**Task**
Which lines in the records below contain the word "display"? Return each of them.

**Data under study**

//! Enum spread expansion and value-type inference (§4.3.5).

use std::collections::{HashMap, HashSet};

use vdl_diagnostic::{
    fuzzy_suggestions, with_suggestion, Diagnostic, E202_SPREAD_TYPE_NOT_FOUND, E204_SPREAD_CYCLE,
    E301_ENUM_MIXED_TYPES, E302_ENUM_INT_NEEDS_VALUES, E303_ENUM_DUPLICATE_VALUE, E304_ENUM_DUPLICATE_NAME,
};
use vdl_symbol::{EnumMemberSymbol, EnumValueType, SymbolTable};

pub fn run(table: &mut SymbolTable) -> Vec<Diagnostic> {
    let mut diags = Vec::new();
    let enum_names: Vec<String> = table.enums.keys().cloned().collect();

    for e in table.enums.values() {
        for spread in &e.spreads {
            if spread.member.is_some() {
                diags.push(Diagnostic::new(
                    spread.span.clone(),
                    E202_SPREAD_TYPE_NOT_FOUND,
                    format!("spread \"...{}\" must reference a bare enum name, not a member", spread.name),
                ));
            } else if !table.enums.contains_key(&spread.name) {
                let suggestions = fuzzy_suggestions(&spread.name, enum_names.iter().map(String::as_str));
                diags.push(Diagnostic::new(
                    spread.name_span.clone(),
                    E202_SPREAD_TYPE_NOT_FOUND,
                    with_suggestion(format!("enum \"{}\" is not declared", spread.name), &suggestions),
                ));
            }
        }
    }

    diags.extend(detect_cycles(table));

    let mut effective: HashMap<String, Vec<EnumMemberSymbol>> = HashMap::new();
    for name in &enum_names {
        let mut visiting = HashSet::new();
        effective.insert(name.clone(), expand(name, table, &mut visiting));
    }

    for (name, members) in &effective {
        let (value_type, mut extra) = infer_and_check(members);
        diags.append(&mut extra);
        if let Some(e) = table.enums.get_mut(name) {
            e.value_type = Some(value_type);
        }
    }

    diags
}

fn expand(name: &str, table: &SymbolTable, visiting: &mut HashSet<String>) -> Vec<EnumMemberSymbol> {
    if visiting.contains(name) {
        return Vec::new();
    }
    let Some(e) = table.enums.get(name) else {
        return Vec::new();
    };
    visiting.insert(name.to_string());

    let mut out = Vec::new();
    for spread in &e.spreads {
        if spread.member.is_none() && table.enums.contains_key(&spread.name) {
            out.extend(expand(&spread.name, table, visiting));
        }
    }
    out.extend(e.members.iter().cloned());
    out
}

fn infer_and_check(members: &[EnumMemberSymbol]) -> (EnumValueType, Vec<Diagnostic>) {
    let mut diags = Vec::new();

    let any_int = members
        .iter()
        .filter(|m| m.has_explicit_value)
        .any(|m| m.value.parse::<i64>().is_ok());
    let any_non_int = members
        .iter()
        .filter(|m| m.has_explicit_value)
        .any(|m| m.value.parse::<i64>().is_err());

    if any_int && any_non_int {
        if let Some(m) = members.iter().find(|m| m.has_explicit_value) {
            diags.push(Diagnostic::new(
                m.span.clone(),
                E301_ENUM_MIXED_TYPES,
                "enum mixes integer and string member values".to_string(),
            ));
        }
    }

    let value_type = if any_int { EnumValueType::Int } else { EnumValueType::String };

    if value_type == EnumValueType::Int {
        for m in members.iter().filter(|m| !m.has_explicit_value) {
            diags.push(Diagnostic::new(
                m.span.clone(),
                E302_ENUM_INT_NEEDS_VALUES,
                format!("member \"{}\" needs an explicit integer value", m.name),
            ));
        }
    }

    let mut seen_names: HashMap<&str, &EnumMemberSymbol> = HashMap::new();
    let mut seen_values: HashMap<&str, &EnumMemberSymbol> = HashMap::new();
    for m in members {
        if let Some(first) = seen_names.get(m.name.as_str()) {
            diags.push(Diagnostic::new(
                m.span.clone(),
                E304_ENUM_DUPLICATE_NAME,
                format!(
                    "member \"{}\" is already declared at {}:{}:{}",
                    m.name, first.span.start.filename.display(), first.span.start.line, first.span.start.column
                ),
            ));
        } else {
            seen_names.insert(&m.name, m);
        }

        if let Some(first) = seen_values.get(m.value.as_str()) {
            diags.push(Diagnostic::new(
                m.span.clone(),
                E303_ENUM_DUPLICATE_VALUE,
                format!(
                    "value \"{}\" is already used by member \"{}\" at {}:{}:{}",
                    m.value, first.name, first.span.start.filename.display(), first.span.start.line, first.span.start.column
                ),
            ));
        } else {
            seen_values.insert(&m.value, m);
        }
    }

    (value_type, diags)
}

fn detect_cycles(table: &SymbolTable) -> Vec<Diagnostic> {
    let edges: HashMap<&str, Vec<&str>> = table
        .enums
        .values()
        .map(|e| {
            let targets: Vec<&str> = e
                .spreads
                .iter()
                .filter(|s| s.member.is_none() && table.enums.contains_key(&s.name))
                .map(|s| s.name.as_str())
                .collect();
            (e.common.name.as_str(), targets)
        })
        .collect();

    let mut diags = Vec::new();
    let mut visited: HashSet<&str> = HashSet::new();
    let mut names: Vec<&str> = edges.keys().copied().collect();
    names.sort_unstable();

    for start in names {
        if visited.contains(start) {
            continue;
        }
        let mut stack = Vec::new();
        if let Some(cycle) = walk(start, &edges, &mut stack, &mut visited) {
            let e = &table.enums[cycle[0].as_str()];
            diags.push(Diagnostic::new(
                e.common.span(),
                E204_SPREAD_CYCLE,
                format!("circular enum spread: {}", cycle.join(" -> ")),
            ));
        }
    }

    diags
}

fn walk<'a>(
    node: &'a str,
    edges: &HashMap<&'a str, Vec<&'a str>>,
    stack: &mut Vec<&'a str>,
    visited: &mut HashSet<&'a str>,
) -> Option<Vec<String>> {
    if let Some(pos) = stack.iter().position(|n| *n == node) {
        let mut cycle: Vec<String> = stack[pos..].iter().map(|s| s.to_string()).collect();
        cycle.push(node.to_string());
        return Some(cycle);
    }
    if visited.contains(node) {
        return None;
    }

    stack.push(node);
    if let Some(children) = edges.get(node) {
        for child in children {
            if let Some(cycle) = walk(child, edges, stack, visited) {
                stack.pop();
                visited.insert(node);
                return Some(cycle);
            }
        }
    }
    stack.pop();
    visited.insert(node);
    None
}

#[cfg(test)]
mod tests {
    use super::*;
    use crate::test_support::*;

    #[test]
    fn infers_string_value_type_by_default() {
        let mut table = SymbolTable::new();
        let mut discard = Vec::new();
        table.register_enum(
            make_enum("Status", 1, vec![enum_member("Active", 2, None), enum_member("Paused", 3, None)], vec![]),
            &mut discard,
        );
        assert!(run(&mut table).is_empty());
        assert_eq!(table.enums["Status"].value_type, Some(EnumValueType::String));
    }

    #[test]
    fn mixed_explicit_values_are_flagged() {
        let mut table = SymbolTable::new();
        let mut discard = Vec::new();
        table.register_enum(
            make_enum(
                "Status",
                1,
                vec![enum_member("Active", 2, Some("1")), enum_member("Paused", 3, Some("paused"))],
                vec![],
            ),
            &mut discard,
        );
        let diags = run(&mut table);
        assert!(diags.iter().any(|d| d.code == E301_ENUM_MIXED_TYPES));
    }

    #[test]
    fn int_enum_requires_explicit_values_on_every_member() {
        let mut table = SymbolTable::new();
        let mut discard = Vec::new();
        table.register_enum(
            make_enum("Status", 1, vec![enum_member("Active", 2, Some("1")), enum_member("Paused", 3, None)], vec![]),
            &mut discard,
        );
        let diags = run(&mut table);
        assert!(diags.iter().any(|d| d.code == E302_ENUM_INT_NEEDS_VALUES));
    }

    #[test]
    fn duplicate_values_point_at_first_occurrence() {
        let mut table = SymbolTable::new();
        let mut discard = Vec::new();
        table.register_enum(
            make_enum(
                "Status",
                1,
                vec![enum_member("Active", 2, Some("1")), enum_member("Enabled", 3, Some("1"))],
                vec![],
            ),
            &mut discard,
        );
        let diags = run(&mut table);
        assert!(diags.iter().any(|d| d.code == E303_ENUM_DUPLICATE_VALUE));
    }

    #[test]
    fn spread_expands_members_from_target_enum() {
        let mut table = SymbolTable::new();
        let mut discard = Vec::new();
        table.register_enum(make_enum("Base", 1, vec![enum_member("Active", 1, None)], vec![]), &mut discard);
        table.register_enum(
            make_enum("Status", 2, vec![enum_member("Paused", 3, None)], vec![spread("Base", 2)]),
            &mut discard,
        );
        assert!(run(&mut table).is_empty());
    }
}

**Problem solution**
                    m.name, first.span.start.filename.display(), first.span.start.line, first.span.start.column
                    m.value, first.name, first.span.start.filename.display(), first.span.start.line, first.span.start.column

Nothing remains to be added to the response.